Avera Mengistu and Hisham al-Sayed, two mentally ill Israeli men who entered Gaza a decade ago and have since been held hostage by Hamas, will be released in exchange for 30 prisoners. A further 47 prisoners rearrested after being freed as part of a 2011 deal that brought home the Israeli soldier Gilad Shalit from Gaza will also be released.
The deal will also allow in the first phase Palestinians displaced from their homes to be allowed to move freely around the Gaza Strip, which Israel has cut into two halves with a military corridor. Wounded people are supposed to be evacuated for treatment abroad, and aid to the territory should increase to 600 trucks a day, above the 500 minimum that aid agencies say is needed to contain Gaza’s devastating humanitarian crisis.
In the second phase, the remaining living hostages would be sent back and a corresponding ratio of Palestinian prisoners would be freed, and Israel would completely withdraw from the territory. The specifics are subject to further negotiations, which are due to start 16 days into the first phase.
The third phase would address the exchange of bodies of deceased hostages and Hamas members, and a reconstruction plan for Gaza would be launched. Arrangements for future governance of the strip remain hazy. The Biden administration and much of the international community have advocated for the semi-autonomous West Bank-based Palestinian Authority, which lost control of Gaza to Hamas in a brief civil war in 2007, to return to the strip. Israel, however, has repeatedly rejected the suggestion.
Dozens of relatives of hostages signed a letter calling on Netanyahu to commit that “all stages of the deal will be carried out until the return of the last hostage”.
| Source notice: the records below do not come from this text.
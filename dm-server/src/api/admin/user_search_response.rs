use crate::UserWithMetricsDto;

use serde::Serialize;

/// Search action response. `seq` echoes the request counter so the
/// client can drop responses that arrive after a newer one.
#[derive(Debug, Serialize)]
pub struct UserSearchResponse {
    pub seq: u64,
    pub users: Vec<UserWithMetricsDto>,
}
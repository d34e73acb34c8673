use crate::{CoreError, Result as CoreErrorResult};

use std::panic::Location;
use std::str::FromStr;

use error_location::ErrorLocation;
use serde::{Deserialize, Serialize};

/// Lifecycle status of an issued (or in-flight) certificate
#[derive(Debug, Clone, Copy, PartialEq, Eq, Hash, Serialize, Deserialize, Default)]
#[serde(rename_all = "snake_case")]
pub enum CertificateStatus {
    /// Order placed, not yet issued
    #[default]
    Pending,
    /// Issued and within its validity window
    Active,
    /// Past its validity window
    Expired,
    /// Revoked before expiry
    Revoked,
}

impl CertificateStatus {
    /// Convert to database string representation
    pub fn as_str(&self) -> &'static str {
        match self {
            Self::Pending => "pending",
            Self::Active => "active",
            Self::Expired => "expired",
            Self::Revoked => "revoked",
        }
    }
}

impl FromStr for CertificateStatus {
    type Err = CoreError;

    #[track_caller]
    fn from_str(s: &str) -> CoreErrorResult<Self> {
        match s {
            "pending" => Ok(Self::Pending),
            "active" => Ok(Self::Active),
            "expired" => Ok(Self::Expired),
            "revoked" => Ok(Self::Revoked),
            _ => Err(CoreError::InvalidCertificateStatus {
                value: s.to_string(),
                location: ErrorLocation::from(Location::caller()),
            }),
        }
    }
}

impl std::fmt::Display for CertificateStatus {
    fn fmt(&self, f: &mut std::fmt::Formatter<'_>) -> std::fmt::Result {
        write!(f, "{}", self.as_str())
    }
}
pub mod error;
pub mod repositories;

pub use error::{DbError, Result};
pub use repositories::certificate_repository::CertificateRepository;
pub use repositories::dns_record_repository::DnsRecordRepository;
pub use repositories::user_repository::UserRepository;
G7 leaders welcomed the approval, describing it as a significant development.
“With a ceasefire soon to take hold, it is also crucial that we seize this opportunity to put an end to the catastrophic humanitarian situation in Gaza,” a statement said. “We reaffirm our support for a credible pathway towards peace leading to a two-state solution where Israelis and Palestinians live side-by-side in peace, dignity, and security.”
Israeli negotiators are due to arrive in Cairo on Friday evening to discuss the logistical coordination of the agreement.
Israeli warplanes kept up intense strikes in Gaza until Thursday night. Palestinian authorities said that at least 86 people had been killed in the day after the truce was announced. The Israel Defense Forces (IDF) said late on Thursday that they had attacked approximately 50 targets throughout the Gaza Strip in 24 hours.
In more than 15 months of war, more than 46,000 Palestinians have been killed and most of Gaza’s infrastructure has been destroyed. The international court of justice is studying claims that Israel has committed genocide.
About 1,200 people in Israel were killed and another 250 taken hostage in the Hamas attack of 7 October 2023 that triggered the war. One hundred of the hostages were freed in exchange for 240 women and children held in Israeli jails as the result of a ceasefire deal struck in November 2023 that collapsed after a week.